// Copyright 2025 The Rustux Authors
//
// Use of this source code is governed by a MIT-style
// license that can be found in the LICENSE file or at
// https://opensource.org/licenses/MIT

//! Virtual Address Layout
//!
//! Address types, page geometry and the fixed split of the 32-bit ARM
//! virtual address space, together with the index arithmetic that maps a
//! virtual address onto the L1 table, the per-pmap `l2_dtable` array and the
//! L2 descriptor tables.
//!
//! # Address Space Split
//!
//! ```text
//! 0x0000_0000 .. KERNEL_BASE        user space (per process)
//! KERNEL_BASE .. KERNEL_VM_BASE     kernel image and static mappings
//! KERNEL_VM_BASE .. KERNEL_VM_END   growable kernel VA (pmap_growkernel)
//! KERNEL_VM_END .. 4GB              device maps, vectors
//! ```
//!
//! # Table Geometry
//!
//! The L1 table has 4096 entries of 1MB each. Every 1MB region can point at
//! one coarse L2 table of 256 entries. L2 tables are grouped sixteen at a
//! time into an `l2_dtable`, so one pmap needs at most 256 of those.

/// Virtual address type
pub type VAddr = usize;

/// Physical address type
pub type PAddr = usize;

/// Page size in bytes
pub const PAGE_SIZE: usize = 4096;

/// Page size shift
pub const PAGE_SIZE_SHIFT: usize = 12;

/// Mask for the offset within a page
pub const PAGE_MASK: usize = PAGE_SIZE - 1;

// ============================================================================
// Address Space Split
// ============================================================================

/// First kernel virtual address; everything below belongs to user space
pub const KERNEL_BASE: VAddr = 0xc000_0000;

/// Start of the dynamically grown kernel VA range
pub const KERNEL_VM_BASE: VAddr = KERNEL_BASE + 0x0100_0000;

/// Size of the dynamically grown kernel VA range
pub const KERNEL_VM_SIZE: usize = 0x0c00_0000;

/// End of the dynamically grown kernel VA range
pub const KERNEL_VM_END: VAddr = KERNEL_VM_BASE + KERNEL_VM_SIZE;

/// Highest user address (exclusive)
pub const USER_ASPACE_TOP: VAddr = KERNEL_BASE;

// ============================================================================
// L1 Geometry
// ============================================================================

/// Shift of the L1 index in a virtual address
pub const L1_S_SHIFT: usize = 20;

/// Size covered by one L1 entry (a section)
pub const L1_S_SIZE: usize = 1 << L1_S_SHIFT;

/// Offset within a section
pub const L1_S_OFFSET: usize = L1_S_SIZE - 1;

/// Section frame mask
pub const L1_S_FRAME: usize = !L1_S_OFFSET;

/// Number of L1 entries
pub const L1_ENTRIES: usize = 4096;

/// Size of the L1 translation table in bytes (16KB, naturally aligned)
pub const L1_TABLE_SIZE: usize = L1_ENTRIES * 4;

// ============================================================================
// L2 Geometry
// ============================================================================

/// Large page size (64KB)
pub const L2_L_SIZE: usize = 0x0001_0000;

/// Offset within a large page
pub const L2_L_OFFSET: usize = L2_L_SIZE - 1;

/// Large page frame mask
pub const L2_L_FRAME: usize = !L2_L_OFFSET;

/// Shift of a small page
pub const L2_S_SHIFT: usize = 12;

/// Small page size (4KB)
pub const L2_S_SIZE: usize = 1 << L2_S_SHIFT;

/// Offset within a small page
pub const L2_S_OFFSET: usize = L2_S_SIZE - 1;

/// Small page frame mask
pub const L2_S_FRAME: usize = !L2_S_OFFSET;

/// Number of entries in one coarse L2 table
pub const L2_ENTRIES: usize = 256;

/// Real size of a coarse L2 table in memory
pub const L2_TABLE_SIZE_REAL: usize = L2_ENTRIES * 4;

/// Number of large-page replicas in an L2 table
pub const L2_L_REPLICAS: usize = L2_L_SIZE / L2_S_SIZE;

/// log2 of the number of L2 tables grouped in one `l2_dtable`
pub const L2_BUCKET_LOG2: usize = 4;

/// Number of L2 tables grouped in one `l2_dtable`
pub const L2_BUCKET_SIZE: usize = 1 << L2_BUCKET_LOG2;

/// Number of `l2_dtable` slots per pmap
pub const L2_SIZE: usize = 1 << (32 - L1_S_SHIFT - L2_BUCKET_LOG2);

// Layout validation at compile time
const _: () = assert!(L1_TABLE_SIZE == 0x4000);
const _: () = assert!(L2_TABLE_SIZE_REAL == 0x400);
const _: () = assert!(L2_SIZE * L2_BUCKET_SIZE == L1_ENTRIES);
const _: () = assert!(KERNEL_BASE & L1_S_OFFSET == 0);
const _: () = assert!(KERNEL_VM_END > KERNEL_VM_BASE);

// ============================================================================
// Index Arithmetic
// ============================================================================

/// Index of the L1 entry mapping `va`
#[inline]
pub const fn l1_idx(va: VAddr) -> usize {
    (va >> L1_S_SHIFT) & (L1_ENTRIES - 1)
}

/// Index into the pmap's `l2_dtable` array for an L1 index
#[inline]
pub const fn l2_idx(l1idx: usize) -> usize {
    (l1idx >> L2_BUCKET_LOG2) & (L2_SIZE - 1)
}

/// Index of the bucket within an `l2_dtable` for an L1 index
#[inline]
pub const fn l2_bucket(l1idx: usize) -> usize {
    l1idx & (L2_BUCKET_SIZE - 1)
}

/// First address of the next 1MB region, saturating at the top of memory
#[inline]
pub const fn l2_next_bucket(va: VAddr) -> VAddr {
    (va & L1_S_FRAME).saturating_add(L1_S_SIZE)
}

/// Index of the L2 entry mapping `va` within its table
#[inline]
pub const fn l2pte_index(va: VAddr) -> usize {
    (va >> L2_S_SHIFT) & (L2_ENTRIES - 1)
}

/// Check if an address is page-aligned
#[inline]
pub const fn is_page_aligned(addr: usize) -> bool {
    (addr & PAGE_MASK) == 0
}

/// Align an address down to page boundary
#[inline]
pub const fn page_align_down(addr: usize) -> usize {
    addr & !PAGE_MASK
}

/// Align an address up to page boundary
#[inline]
pub const fn page_align_up(addr: usize) -> usize {
    (addr + PAGE_MASK) & !PAGE_MASK
}

/// Check whether an address belongs to the kernel half
#[inline]
pub const fn is_kernel_vaddr(va: VAddr) -> bool {
    va >= KERNEL_BASE
}

/// Check whether an address belongs to user space
#[inline]
pub const fn is_user_vaddr(va: VAddr) -> bool {
    va < USER_ASPACE_TOP
}

/// A contiguous range of physical memory `[start, end)`
#[derive(Debug, Clone, Copy, PartialEq, Eq)]
pub struct PhysRange {
    /// First byte of the range
    pub start: PAddr,

    /// First byte past the range
    pub end: PAddr,
}

impl PhysRange {
    /// Create a new range
    pub const fn new(start: PAddr, end: PAddr) -> Self {
        Self { start, end }
    }

    /// Number of whole pages in the range
    pub const fn page_count(&self) -> usize {
        (self.end - self.start) / PAGE_SIZE
    }

    /// Check whether `pa` falls in the range
    pub const fn contains(&self, pa: PAddr) -> bool {
        pa >= self.start && pa < self.end
    }
}

#[cfg(test)]
mod tests {
    use super::*;

    #[test]
    fn test_index_arithmetic() {
        let va = 0xc123_4000;
        assert_eq!(l1_idx(va), 0xc12);
        assert_eq!(l2_idx(l1_idx(va)), 0xc1);
        assert_eq!(l2_bucket(l1_idx(va)), 0x2);
        assert_eq!(l2pte_index(va), 0x34);
        assert_eq!(l2_next_bucket(va), 0xc130_0000);
    }

    #[test]
    fn test_next_bucket_saturates() {
        assert_eq!(l2_next_bucket(0x0000_1000), 0x0010_0000);
        assert!(l2_next_bucket(0xfff0_0000) >= 0xfff0_0000);
    }

    #[test]
    fn test_page_alignment() {
        assert_eq!(page_align_down(0x1fff), 0x1000);
        assert_eq!(page_align_up(0x1001), 0x2000);
        assert!(is_page_aligned(0x2000));
        assert!(!is_page_aligned(0x2004));
    }

    #[test]
    fn test_address_split() {
        assert!(is_user_vaddr(0x1000));
        assert!(!is_user_vaddr(KERNEL_BASE));
        assert!(is_kernel_vaddr(KERNEL_VM_BASE));
    }

    #[test]
    fn test_phys_range() {
        let r = PhysRange::new(0x10_0000, 0x20_0000);
        assert_eq!(r.page_count(), 256);
        assert!(r.contains(0x10_0000));
        assert!(!r.contains(0x20_0000));
    }
}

------------------------------

EXERCISE DESCRIPTION
Only those lines of the entries above that run from the line containing "page size (64KB)" to the line containing "pub const L2_S_FRAME: usize = !L2_S_OFFSET;", both included, should be transcribed exactly.

YOUR RESPONSE
/// Large page size (64KB)
pub const L2_L_SIZE: usize = 0x0001_0000;

/// Offset within a large page
pub const L2_L_OFFSET: usize = L2_L_SIZE - 1;

/// Large page frame mask
pub const L2_L_FRAME: usize = !L2_L_OFFSET;

/// Shift of a small page
pub const L2_S_SHIFT: usize = 12;

/// Small page size (4KB)
pub const L2_S_SIZE: usize = 1 << L2_S_SHIFT;

/// Offset within a small page
pub const L2_S_OFFSET: usize = L2_S_SIZE - 1;

/// Small page frame mask
pub const L2_S_FRAME: usize = !L2_S_OFFSET;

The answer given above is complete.